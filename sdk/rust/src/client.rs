use reqwest::{Client, StatusCode};
use serde::{Deserialize, Serialize};
use serde_json::Value;
use thiserror::Error;

/// Error envelope returned by the proxy.
#[derive(Debug, Clone, Serialize, Deserialize, PartialEq, Eq)]
pub struct ErrorEnvelope {
    pub error: String,
    pub code: String,
    pub status: u16,
}

#[derive(Debug, Error)]
pub enum SdkError {
    /// The request never produced a response.
    #[error("request failed: {0}")]
    Http(#[from] reqwest::Error),

    /// The proxy answered with its error envelope.
    #[error("proxy returned {} ({}): {}", .0.status, .0.code, .0.error)]
    Api(ErrorEnvelope),

    /// The proxy answered with something that is not JSON.
    #[error("unexpected response {status}: {body}")]
    Unexpected { status: StatusCode, body: String },
}

impl SdkError {
    /// Machine-readable code when the proxy sent an envelope.
    pub fn code(&self) -> Option<&str> {
        match self {
            SdkError::Api(envelope) => Some(&envelope.code),
            _ => None,
        }
    }
}

pub struct ExplorerClient {
    client: Client,
    proxy_url: String,
}

impl ExplorerClient {
    pub fn new(proxy_url: &str) -> Self {
        Self::with_client(Client::new(), proxy_url)
    }

    /// Use a preconfigured reqwest client (timeouts, proxies).
    pub fn with_client(client: Client, proxy_url: &str) -> Self {
        Self {
            client,
            proxy_url: proxy_url.trim_end_matches('/').to_string(),
        }
    }

    pub async fn health(&self) -> Result<Value, SdkError> {
        self.get("/health").await
    }

    /// Raw Etherscan balance payload.
    pub async fn wallet(&self, address: &str) -> Result<Value, SdkError> {
        self.get(&format!("/api/wallet/{}", address)).await
    }

    pub async fn wallet_summary(&self, address: &str) -> Result<Value, SdkError> {
        self.get(&format!("/api/wallet/{}/summary", address)).await
    }

    /// Raw Etherscan `eth_getTransactionByHash` payload.
    pub async fn transaction(&self, hash: &str) -> Result<Value, SdkError> {
        self.get(&format!("/api/transaction/{}", hash)).await
    }

    pub async fn transaction_details(&self, hash: &str) -> Result<Value, SdkError> {
        self.get(&format!("/api/transaction/{}/details", hash)).await
    }

    async fn get(&self, path: &str) -> Result<Value, SdkError> {
        let resp = self
            .client
            .get(format!("{}{}", self.proxy_url, path))
            .send()
            .await?;

        let status = resp.status();
        let text = resp.text().await?;

        if !status.is_success() {
            return Err(match serde_json::from_str::<ErrorEnvelope>(&text) {
                Ok(envelope) => SdkError::Api(envelope),
                Err(_) => SdkError::Unexpected { status, body: text },
            });
        }

        serde_json::from_str(&text).map_err(|_| SdkError::Unexpected { status, body: text })
    }
}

Your task: Each line of the data in which the string "response" appears needs to be copied.

Answer box:
    /// The request never produced a response.
    #[error("unexpected response {status}: {body}")]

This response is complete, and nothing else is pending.